# Data extract

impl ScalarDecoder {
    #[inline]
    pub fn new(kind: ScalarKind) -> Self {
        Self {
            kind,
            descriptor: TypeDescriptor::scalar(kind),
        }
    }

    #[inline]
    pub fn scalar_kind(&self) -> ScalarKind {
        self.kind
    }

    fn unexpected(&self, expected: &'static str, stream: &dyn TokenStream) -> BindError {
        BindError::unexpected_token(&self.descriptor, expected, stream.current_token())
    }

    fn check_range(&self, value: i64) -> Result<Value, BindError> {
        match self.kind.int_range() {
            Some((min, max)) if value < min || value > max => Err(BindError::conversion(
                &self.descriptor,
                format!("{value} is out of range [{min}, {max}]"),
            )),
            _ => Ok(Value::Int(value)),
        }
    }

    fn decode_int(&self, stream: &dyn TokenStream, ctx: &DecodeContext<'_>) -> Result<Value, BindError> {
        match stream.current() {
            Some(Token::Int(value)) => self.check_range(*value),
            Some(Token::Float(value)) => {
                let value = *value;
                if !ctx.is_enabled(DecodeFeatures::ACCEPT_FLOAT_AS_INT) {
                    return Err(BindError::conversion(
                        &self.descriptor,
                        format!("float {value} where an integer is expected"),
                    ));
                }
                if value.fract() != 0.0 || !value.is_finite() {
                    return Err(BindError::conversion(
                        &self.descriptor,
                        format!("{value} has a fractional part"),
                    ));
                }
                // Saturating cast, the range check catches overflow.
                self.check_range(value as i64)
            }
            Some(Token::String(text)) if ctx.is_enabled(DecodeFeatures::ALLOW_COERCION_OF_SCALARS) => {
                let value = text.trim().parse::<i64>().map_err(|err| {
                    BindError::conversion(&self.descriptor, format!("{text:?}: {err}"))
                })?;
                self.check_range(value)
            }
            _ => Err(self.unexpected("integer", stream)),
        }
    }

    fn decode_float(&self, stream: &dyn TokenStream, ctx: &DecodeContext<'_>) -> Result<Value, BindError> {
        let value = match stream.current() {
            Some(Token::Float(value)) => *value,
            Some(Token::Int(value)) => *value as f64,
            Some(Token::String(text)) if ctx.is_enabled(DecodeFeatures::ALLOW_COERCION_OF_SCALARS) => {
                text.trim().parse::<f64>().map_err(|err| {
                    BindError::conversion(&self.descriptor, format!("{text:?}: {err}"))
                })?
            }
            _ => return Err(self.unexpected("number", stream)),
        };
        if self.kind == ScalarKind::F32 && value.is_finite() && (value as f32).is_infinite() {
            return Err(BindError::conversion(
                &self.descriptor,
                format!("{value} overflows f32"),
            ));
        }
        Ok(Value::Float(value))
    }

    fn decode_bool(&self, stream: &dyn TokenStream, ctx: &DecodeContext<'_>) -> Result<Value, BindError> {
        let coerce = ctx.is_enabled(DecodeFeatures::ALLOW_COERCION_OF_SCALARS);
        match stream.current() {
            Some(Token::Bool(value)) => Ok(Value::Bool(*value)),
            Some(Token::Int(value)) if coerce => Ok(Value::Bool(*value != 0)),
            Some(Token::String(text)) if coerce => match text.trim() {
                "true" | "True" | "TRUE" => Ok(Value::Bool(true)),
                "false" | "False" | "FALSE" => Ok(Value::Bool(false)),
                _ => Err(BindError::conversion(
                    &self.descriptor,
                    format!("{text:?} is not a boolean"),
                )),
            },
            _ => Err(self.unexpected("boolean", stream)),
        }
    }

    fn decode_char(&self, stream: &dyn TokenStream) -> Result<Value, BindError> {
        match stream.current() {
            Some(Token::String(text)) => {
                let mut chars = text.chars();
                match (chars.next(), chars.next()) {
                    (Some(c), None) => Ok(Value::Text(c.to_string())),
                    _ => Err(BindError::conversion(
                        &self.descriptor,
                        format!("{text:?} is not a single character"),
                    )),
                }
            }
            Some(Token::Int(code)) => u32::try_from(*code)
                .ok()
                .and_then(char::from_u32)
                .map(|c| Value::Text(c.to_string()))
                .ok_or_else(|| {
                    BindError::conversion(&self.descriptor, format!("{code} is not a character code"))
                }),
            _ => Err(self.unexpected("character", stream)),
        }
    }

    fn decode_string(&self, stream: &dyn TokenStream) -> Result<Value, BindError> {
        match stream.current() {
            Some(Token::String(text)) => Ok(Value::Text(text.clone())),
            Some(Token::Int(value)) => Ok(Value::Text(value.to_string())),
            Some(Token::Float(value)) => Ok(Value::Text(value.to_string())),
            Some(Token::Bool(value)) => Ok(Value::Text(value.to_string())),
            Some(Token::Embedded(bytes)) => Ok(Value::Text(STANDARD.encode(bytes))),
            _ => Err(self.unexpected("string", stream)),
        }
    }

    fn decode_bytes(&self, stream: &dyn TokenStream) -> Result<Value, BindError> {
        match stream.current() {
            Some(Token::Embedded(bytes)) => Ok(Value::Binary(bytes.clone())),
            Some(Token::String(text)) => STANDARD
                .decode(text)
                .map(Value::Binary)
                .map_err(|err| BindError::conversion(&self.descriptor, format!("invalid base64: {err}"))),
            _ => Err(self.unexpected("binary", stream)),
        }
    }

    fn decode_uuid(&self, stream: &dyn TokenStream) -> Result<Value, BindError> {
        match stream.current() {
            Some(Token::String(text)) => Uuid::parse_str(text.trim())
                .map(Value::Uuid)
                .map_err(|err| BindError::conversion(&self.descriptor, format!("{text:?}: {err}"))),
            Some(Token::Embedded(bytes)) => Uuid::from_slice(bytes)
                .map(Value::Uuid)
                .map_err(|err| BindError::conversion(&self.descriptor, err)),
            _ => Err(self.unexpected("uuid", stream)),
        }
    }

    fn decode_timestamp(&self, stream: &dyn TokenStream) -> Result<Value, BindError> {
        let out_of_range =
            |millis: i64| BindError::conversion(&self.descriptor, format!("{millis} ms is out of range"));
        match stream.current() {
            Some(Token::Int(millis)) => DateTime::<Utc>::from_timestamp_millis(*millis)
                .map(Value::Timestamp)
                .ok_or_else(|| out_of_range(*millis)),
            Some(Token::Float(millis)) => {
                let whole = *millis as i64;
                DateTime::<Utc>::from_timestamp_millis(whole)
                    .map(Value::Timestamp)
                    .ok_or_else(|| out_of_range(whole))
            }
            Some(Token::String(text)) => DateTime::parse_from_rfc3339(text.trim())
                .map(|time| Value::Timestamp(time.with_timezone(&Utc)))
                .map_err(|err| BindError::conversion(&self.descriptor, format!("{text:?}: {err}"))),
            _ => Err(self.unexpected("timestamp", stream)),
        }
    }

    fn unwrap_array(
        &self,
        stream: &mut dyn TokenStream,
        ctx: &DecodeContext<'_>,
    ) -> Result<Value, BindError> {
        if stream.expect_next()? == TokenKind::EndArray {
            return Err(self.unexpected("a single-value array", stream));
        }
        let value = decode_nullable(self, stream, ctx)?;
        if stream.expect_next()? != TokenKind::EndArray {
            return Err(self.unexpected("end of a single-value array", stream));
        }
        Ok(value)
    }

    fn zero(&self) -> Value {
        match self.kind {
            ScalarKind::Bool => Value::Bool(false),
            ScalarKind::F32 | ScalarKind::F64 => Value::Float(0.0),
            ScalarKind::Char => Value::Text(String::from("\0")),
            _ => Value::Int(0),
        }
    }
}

...

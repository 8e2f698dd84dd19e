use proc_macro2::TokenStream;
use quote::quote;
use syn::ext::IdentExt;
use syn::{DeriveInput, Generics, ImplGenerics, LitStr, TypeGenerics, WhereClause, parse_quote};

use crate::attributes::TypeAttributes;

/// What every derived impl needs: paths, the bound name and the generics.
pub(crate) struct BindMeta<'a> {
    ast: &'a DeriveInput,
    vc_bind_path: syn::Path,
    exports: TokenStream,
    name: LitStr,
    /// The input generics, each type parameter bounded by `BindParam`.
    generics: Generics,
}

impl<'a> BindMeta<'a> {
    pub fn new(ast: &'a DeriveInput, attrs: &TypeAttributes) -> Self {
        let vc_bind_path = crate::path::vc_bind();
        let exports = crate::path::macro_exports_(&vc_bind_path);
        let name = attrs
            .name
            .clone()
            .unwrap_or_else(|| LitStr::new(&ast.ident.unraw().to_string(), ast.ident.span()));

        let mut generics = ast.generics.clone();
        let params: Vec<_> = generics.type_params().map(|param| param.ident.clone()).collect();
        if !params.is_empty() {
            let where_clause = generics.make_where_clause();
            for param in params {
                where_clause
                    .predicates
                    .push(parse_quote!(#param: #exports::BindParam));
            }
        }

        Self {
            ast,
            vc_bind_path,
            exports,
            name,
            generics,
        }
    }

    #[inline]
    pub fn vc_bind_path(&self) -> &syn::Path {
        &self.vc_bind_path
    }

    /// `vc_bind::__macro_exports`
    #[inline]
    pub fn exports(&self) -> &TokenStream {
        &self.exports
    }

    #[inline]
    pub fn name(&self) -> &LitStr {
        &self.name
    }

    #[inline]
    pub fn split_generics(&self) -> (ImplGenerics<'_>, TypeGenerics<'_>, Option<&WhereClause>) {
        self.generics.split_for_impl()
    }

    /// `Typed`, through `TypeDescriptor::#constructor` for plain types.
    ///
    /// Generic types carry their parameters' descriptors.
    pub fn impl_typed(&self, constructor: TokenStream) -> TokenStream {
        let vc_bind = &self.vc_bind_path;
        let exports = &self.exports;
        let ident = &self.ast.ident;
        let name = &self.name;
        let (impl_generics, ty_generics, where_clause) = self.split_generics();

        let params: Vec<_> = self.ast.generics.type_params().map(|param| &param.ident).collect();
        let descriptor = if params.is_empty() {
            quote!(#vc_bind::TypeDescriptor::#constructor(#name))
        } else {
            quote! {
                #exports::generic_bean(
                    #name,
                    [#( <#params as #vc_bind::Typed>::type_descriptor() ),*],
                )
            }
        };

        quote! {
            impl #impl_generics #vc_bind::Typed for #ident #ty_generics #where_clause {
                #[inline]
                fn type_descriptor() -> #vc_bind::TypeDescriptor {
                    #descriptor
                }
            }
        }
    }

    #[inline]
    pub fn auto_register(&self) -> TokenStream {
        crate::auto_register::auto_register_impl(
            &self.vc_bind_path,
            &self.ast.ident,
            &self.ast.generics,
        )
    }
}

# Instructions to follow
Copy out each line in the listing that has the word "WhereClause".

# Expected answer
use syn::{DeriveInput, Generics, ImplGenerics, LitStr, TypeGenerics, WhereClause, parse_quote};
    pub fn split_generics(&self) -> (ImplGenerics<'_>, TypeGenerics<'_>, Option<&WhereClause>) {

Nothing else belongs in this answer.